The Oral Examination

The first step in the process is typically done without a horse having to be sedated because it gives the dentist a clearer picture of the symmetry of their mouth. It also allows them to see if there are any painful areas in the mouth and whether any abnormalities both in the mouth and on the horse's head are forming or have already formed.

Should any abnormalities be found or if a horse's face is not symmetrical and they have any abnormal swellings, there are several reasons why this could be which include the following:

  • A damaged tooth that's started to rot can cause abnormal swellings
  • A cyst has erupted
  • A tumour may be forming – neoplasia
  • The horse may be suffering from sinus issues
  • Trauma to their mouth or head
  • An enlargement of their guttural pouch
  • An enlargement of their lymph nodes
  • A swollen saliva gland
  • Odontogenic cysts which form when teeth are developing

If any swellings or abnormalities are deemed more serious, the dentist would recommend having more in-depth tests carried out which could include X-rays.

Evaluating How a Horse Chews

A horse needs to be able to chew their food well and a certain number of times in order for them to get all the nutrients they need out of it. The dentist would need to check your horse's incisors both the lower and the upper to ensure their bite is level and meet evenly.

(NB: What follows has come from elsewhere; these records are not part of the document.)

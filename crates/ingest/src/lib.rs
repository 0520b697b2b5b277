//! The catalog sync ingestion engine, composed from its seven
//! cooperating components (spec.md §2) into one importable facade.
//!
//! This is the crate a CLI, scheduler, or web handler depends on: it
//! owns construction of every component crate, wires the narrow
//! interfaces between them the spec calls out (token refresh feeding the
//! circuit breaker's admission check, breaker trips feeding the error
//! manager's metrics, endpoint selection feeding the orchestrator), and
//! exposes the read-only snapshots (cache stats, token status, error
//! metrics) that the CLI/web/cron layers outside this workspace read
//! through rather than reaching into any one component directly.

pub mod config;

use ingest_cache::ResponseCache;
use ingest_circuitbreaker::{CircuitBreaker, CircuitBreakerConfig, CircuitBreakerEvent, CircuitState};
use ingest_client::{AuthRecoveryStrategy, ApiClient, ApiClientConfig, TokenRefreshHandle, UPSTREAM_SERVICE};
use ingest_core::config::TokenStoreBackend;
use ingest_core::domain::{ExportRun, TokenStatus};
use ingest_core::error::{ErrorCategory, ErrorRecord};
use ingest_core::events::FnListener;
use ingest_errors::{ErrorManager, ErrorMetricsSnapshot};
use ingest_orchestrator::{Orchestrator, OrchestratorConfig, ALL_ENDPOINTS};
use ingest_ratelimit::RateGovernor;
use ingest_retry::RetryExecutor;
use ingest_tokenstore::{EnvTokenStore, FileTokenStore, RefreshCoalescer, TokenStore};
use ingest_transport::{HTTPTransport, TransportConfig};
use std::sync::Arc;
use std::time::Duration;
use tokio_util::sync::CancellationToken;

pub use config::EngineConfig;
pub use ingest_client::Endpoint;

#[derive(Debug, thiserror::Error)]
pub enum EngineBuildError {
    #[error("file token store backend requires a 32-byte master key")]
    MissingMasterKey,
    #[error("vault token store backend requires the `vault` feature")]
    VaultFeatureDisabled,
    #[error("failed to construct the engine: {0}")]
    Component(#[from] ErrorRecord),
}

/// Owns every component instance for one configured upstream/destination
/// pair and composes them into export runs.
///
/// Holding this is equivalent to the spec's "process-wide singletons per
/// Orchestrator" (§5): the cache, rate governor, and transport connection
/// pool are constructed once here and shared by every call.
pub struct Engine {
    client: Arc<ApiClient>,
    orchestrator: Orchestrator,
    cache: Arc<ResponseCache>,
    circuit_breaker: Arc<CircuitBreaker>,
    token_store: Arc<dyn TokenStore>,
    error_manager: Arc<ErrorManager<TokenRefreshHandle>>,
    include_endpoints: Vec<Endpoint>,
}

impl Engine {
    /// Builds every component from `config` and wires them into one
    /// engine. No network I/O happens here beyond `reqwest::Client`
    /// construction (connection pool setup, no requests).
    pub fn build(config: EngineConfig) -> Result<Self, EngineBuildError> {
        let token_store: Arc<dyn TokenStore> = match config.token_store.backend {
            TokenStoreBackend::File => {
                let key = config.token_master_key.ok_or(EngineBuildError::MissingMasterKey)?;
                Arc::new(FileTokenStore::new(config.token_store.file_path.clone(), &key))
            }
            TokenStoreBackend::Env => Arc::new(EnvTokenStore::new()),
            TokenStoreBackend::Vault => {
                #[cfg(feature = "vault")]
                {
                    Arc::new(ingest_tokenstore::VaultTokenStore::new(
                        "catalog-sync-ingest",
                        config.upstream.client_id.clone(),
                    ))
                }
                #[cfg(not(feature = "vault"))]
                {
                    return Err(EngineBuildError::VaultFeatureDisabled);
                }
            }
        };

        let cache = if config.cache.enabled {
            Arc::new(ResponseCache::new(config.cache.capacity, config.cache.ttl))
        } else {
            // No-op variant (spec §9 redesign note: every policy object is
            // "injectable with a no-op variant"): a single-entry cache with
            // a zero TTL treats every entry as already expired, so every
            // lookup is a miss without a special-cased code path elsewhere.
            Arc::new(ResponseCache::new(1, Duration::ZERO))
        };

        let rate_governor = Arc::new(RateGovernor::new(config.upstream.rate_limit_per_second, default_burst(config.upstream.rate_limit_per_second)));
        rate_governor.configure(
            UPSTREAM_SERVICE,
            config.upstream.rate_limit_per_second,
            default_burst(config.upstream.rate_limit_per_second),
        );

        let circuit_breaker = Arc::new(CircuitBreaker::new(CircuitBreakerConfig {
            consecutive_fail_threshold: if config.error_policy.circuit_breaker_enabled {
                config.error_policy.consecutive_fail_threshold
            } else {
                // No-op variant: a threshold no real failure run will ever
                // reach in one process lifetime disables tripping without
                // special-casing the breaker's admission check.
                u32::MAX
            },
            cooldown: config.error_policy.cooldown,
        }));

        let error_manager: Arc<ErrorManager<TokenRefreshHandle>> = Arc::new(ErrorManager::new());
        {
            let error_manager = error_manager.clone();
            circuit_breaker.add_listener(FnListener::new(move |event: &CircuitBreakerEvent| {
                if event.to == CircuitState::Open {
                    error_manager.record_breaker_trip();
                }
            }));
        }

        let retry = Arc::new(RetryExecutor::with_max_retries_cap(config.upstream.max_retries));
        let transport = Arc::new(
            HTTPTransport::new(TransportConfig {
                pool_max_idle: config.concurrency.connection_pool,
                pool_idle_timeout: Duration::from_secs(90),
                request_timeout: config.upstream.api_timeout,
                user_agent: format!("ingest/{}", env!("CARGO_PKG_VERSION")),
            })
            .map_err(|e| {
                EngineBuildError::Component(ErrorRecord::new(
                    ErrorCategory::Operation,
                    "transport_init",
                    e.to_string(),
                    "engine_build",
                ))
            })?,
        );

        let coalescer = Arc::new(RefreshCoalescer::new());
        let token_refresh = Arc::new(
            TokenRefreshHandle::new(
                token_store.clone(),
                coalescer,
                &config.token_refresh_url,
                config.upstream.client_id.clone(),
                config.upstream.client_secret.clone(),
            )
            .map_err(EngineBuildError::Component)?,
        );
        error_manager.register_recovery(ErrorCategory::Authentication, Arc::new(AuthRecoveryStrategy));

        let client = Arc::new(ApiClient::new(
            ApiClientConfig {
                base_url: config.upstream.base_url.clone(),
                client_id: config.upstream.client_id.clone(),
                token_endpoint: config.token_refresh_url.clone(),
                extended_info: config.upstream.extended_info.clone(),
            },
            cache.clone(),
            rate_governor,
            circuit_breaker.clone(),
            retry,
            transport,
            token_store.clone(),
            token_refresh,
        ));

        let orchestrator = Orchestrator::new(
            client.clone(),
            OrchestratorConfig {
                export_root: config.export.output_root.clone(),
                timezone: config.export.timezone.clone(),
                mode: match config.export.mode {
                    ingest_core::config::ExportModeConfig::Aggregated => ingest_core::domain::ExportMode::Aggregated,
                    ingest_core::config::ExportModeConfig::Historical => ingest_core::domain::ExportMode::Historical,
                },
                batch_size: config.export.batch_size,
                max_concurrency: config.concurrency.worker_pool_size,
                fail_fast: config.fail_fast,
                min_rating: config.export.min_rating,
            },
        );

        let include_endpoints = selected_endpoints(&config.export);

        Ok(Self {
            client,
            orchestrator,
            cache,
            circuit_breaker,
            token_store,
            error_manager,
            include_endpoints,
        })
    }

    /// Runs every enabled endpoint sequentially (spec §4.8 `runExport`).
    pub async fn run_export(&self, cancel: &CancellationToken) -> Result<ExportRun, ErrorRecord> {
        let run = self.orchestrator.run_export(&self.include_endpoints, cancel).await?;
        self.record_run_errors(&run);
        Ok(run)
    }

    /// Runs every enabled endpoint with bounded fan-out (spec §4.8
    /// `runExportConcurrent`).
    pub async fn run_export_concurrent(&self, cancel: &CancellationToken) -> Result<ExportRun, ErrorRecord> {
        let run = self.orchestrator.run_export_concurrent(&self.include_endpoints, cancel).await?;
        self.record_run_errors(&run);
        Ok(run)
    }

    /// Releases the client's pooled connections and invalidates the
    /// response cache.
    pub async fn close(&self) {
        self.client.close().await;
    }

    /// Read-only cache statistics (spec §4.2 `stats()`), one of the
    /// narrow interfaces the outer CLI/web layers read through.
    pub fn cache_stats(&self) -> ingest_cache::CacheStats {
        self.cache.stats()
    }

    /// Read-only credential status (spec §4.1 `status()`).
    pub async fn token_status(&self) -> Result<TokenStatus, ErrorRecord> {
        self.token_store
            .status()
            .await
            .map_err(|e| ErrorRecord::new(ErrorCategory::Operation, "token_status", e.to_string(), "token_status"))
    }

    /// Read-only circuit breaker state for one operation name.
    pub fn circuit_state(&self, operation: &str) -> CircuitState {
        self.circuit_breaker.state(operation)
    }

    /// Read-only error metrics snapshot (spec §4.6 "Metrics exposed").
    pub fn error_metrics(&self) -> ErrorMetricsSnapshot {
        self.error_manager.snapshot()
    }

    /// Feeds an [`ExportRun`]'s per-endpoint failures into the error
    /// manager's bookkeeping so the read-only metrics snapshot reflects
    /// every endpoint failure, not only the ones intercepted mid-pipeline
    /// by the client's own retry/breaker wiring.
    fn record_run_errors(&self, run: &ExportRun) {
        for (endpoint, outcome) in &run.endpoint_results {
            if let Some(message) = &outcome.error {
                let category = outcome.error_category.unwrap_or_else(|| {
                    if outcome.cancelled {
                        ErrorCategory::Cancelled
                    } else {
                        ErrorCategory::classify_message(message)
                    }
                });
                self.error_manager
                    .record(&ErrorRecord::new(category, "endpoint_failure", message.clone(), endpoint.clone()));
            }
        }
    }
}

/// A token bucket sized at twice the steady-state rate, rounded up to at
/// least one token, when the caller configures no explicit burst value.
fn default_burst(rate_per_second: f64) -> u32 {
    ((rate_per_second * 2.0).ceil() as u32).max(1)
}

/// Builds the endpoint list `run_export`/`run_export_concurrent` request,
/// honoring `export.include_{ratings,watchlist,collections}` (spec §6).
/// `WatchedMovies` and `WatchedShows` are always requested — neither is
/// gated by an include flag in the spec's configuration surface.
fn selected_endpoints(export: &ingest_core::config::ExportConfig) -> Vec<Endpoint> {
    ALL_ENDPOINTS
        .iter()
        .copied()
        .filter(|endpoint| match endpoint {
            Endpoint::Ratings | Endpoint::ShowRatings | Endpoint::EpisodeRatings => export.include_ratings,
            Endpoint::Watchlist => export.include_watchlist,
            Endpoint::CollectionMovies => export.include_collections,
            _ => true,
        })
        .collect()
}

Cheek teeth also need to be the correct shape for a horse to be able to chew their food comfortably and if any abnormalities are found these would need to be corrected typically by rasping the teeth to the correct shape.

Examining Soft Tissue

The third part of the process involves a thorough examination of your horse's gums (soft tissues) which also includes the following:

  • Tongue
  • Lips
  • Cheeks
  • Mucosa
  • Both the hard and soft palates
  • The gaps between teeth

There are certain obvious abnormalities which a dentist would be able to pick up on during this stage of the examination which include:

  • Bleeding from gums or anywhere else
  • Gingival enlargement
  • Any abnormal swellings and/or growths
  • Ulceration of the mouth
  • Lacerations or abrasions in the mouth

It would be during this part of the process that a dentist would check if there are any retained teeth and if necessary recommend X-rays be taken to get a clearer picture of what is going on before deciding the best course of action.

There are certain other abnormalities the dentist would look for during this stage of the examination which includes the following:

  • Whether a horse pockets food in their teeth – this often leaves them with puffed cheeks which is an obvious sign there might be a problem
  • Swollen gums
  • Bleeding gums
  • Any odd spaces between the teeth
  • Receding gums
  • Bad breath – halitosis
  • An excessive accumulation of tartar on the teeth

The Endodontic Examination

The dentist would take note of the condition of your horse's teeth, their structure and colour. If any abnormalities are found, this could be an indication of a more serious problem going on which could mean further tests and X-rays may be needed to establish the cause. When food gets stuck and builds up between the teeth, it is very good reason for the dentist to want to carry out more tests.

Conclusion

Dentists and vets recommend that horses have their teeth examined at least once every 6 months, even if there are no obvious signs there may be anything wrong. If a horse has a tooth problem, it will affect their behaviour quite dramatically especially should the bit sit on or near a problem tooth. A dentist would carry out a full examination of your horse's mouth before treating them and if necessary might recommend X-rays be carried out on any problematic areas before recommending what should be done to correct the problem.